→ **About this exercise**
Write out, as an exact transcription, the line that has "of station time." and each line after it through the end of the data below.
━━━ Exercise materials ━━━
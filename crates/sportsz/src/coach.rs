//! A rule-based training assistant.
//!
//! Questions are matched against a fixed list of patterns; the first match wins.

use std::sync::LazyLock;

use regex::Regex;

/// Reply when no rule matches.
pub const FALLBACK: &str = "Sorry, I'm a demo assistant. Try: \"improve 100m\" or \"archery eye\".";

static RULES: LazyLock<Vec<(Regex, &'static str)>> = LazyLock::new(|| {
    [
        (
            r"100m|100 m|sprint",
            "To improve 100m: work on reaction time, explosive starts, stride length, and strength. Do short sprints + plyometrics.",
        ),
        (
            r"archery|eye|aim",
            "Archery tips: consistent anchor point, focus on the target with your dominant eye, breathing control, and steady release.",
        ),
        (
            r"diet|nutrition",
            "General sports nutrition: balance carbs around training, include lean protein for recovery, stay hydrated.",
        ),
    ]
    .into_iter()
    .filter_map(|(pattern, reply)| Regex::new(pattern).ok().map(|re| (re, reply)))
    .collect()
});

/// Answer a question. Blank input gets no reply.
#[must_use]
pub fn reply(question: &str) -> Option<&'static str> {
    let question = question.trim().to_lowercase();
    if question.is_empty() {
        return None;
    }
    let answer = RULES
        .iter()
        .find(|(re, _)| re.is_match(&question))
        .map_or(FALLBACK, |(_, reply)| *reply);
    Some(answer)
}
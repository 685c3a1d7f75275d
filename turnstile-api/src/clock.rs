//! # Clock
//!
//! Every wait in a station (service holds, poll delays, the run window) and
//! every journal timestamp goes through a [`Clock`]. Implementations decide
//! how clock time maps to wall time, which lets tests run a long simulated
//! window in a short real one.

use std::fmt;
use std::time::Duration;

/// Source of station time.
pub trait Clock: Send + Sync + fmt::Debug {
    /// Clock time elapsed since the clock was created.
    fn elapsed(&self) -> Duration;

    /// Wall time a span of clock time lasts.
    fn to_wall(&self, span: Duration) -> Duration {
        span
    }

    /// Block the calling thread for `span` of clock time.
    fn sleep(&self, span: Duration) {
        let wall = self.to_wall(span);
        if !wall.is_zero() {
            std::thread::sleep(wall);
        }
    }
}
━━━
→ **The completed task**
/// Source of station time.
pub trait Clock: Send + Sync + fmt::Debug {
    /// Clock time elapsed since the clock was created.
    fn elapsed(&self) -> Duration;

    /// Wall time a span of clock time lasts.
    fn to_wall(&self, span: Duration) -> Duration {
        span
    }

    /// Block the calling thread for `span` of clock time.
    fn sleep(&self, span: Duration) {
        let wall = self.to_wall(span);
        if !wall.is_zero() {
            std::thread::sleep(wall);
        }
    }
}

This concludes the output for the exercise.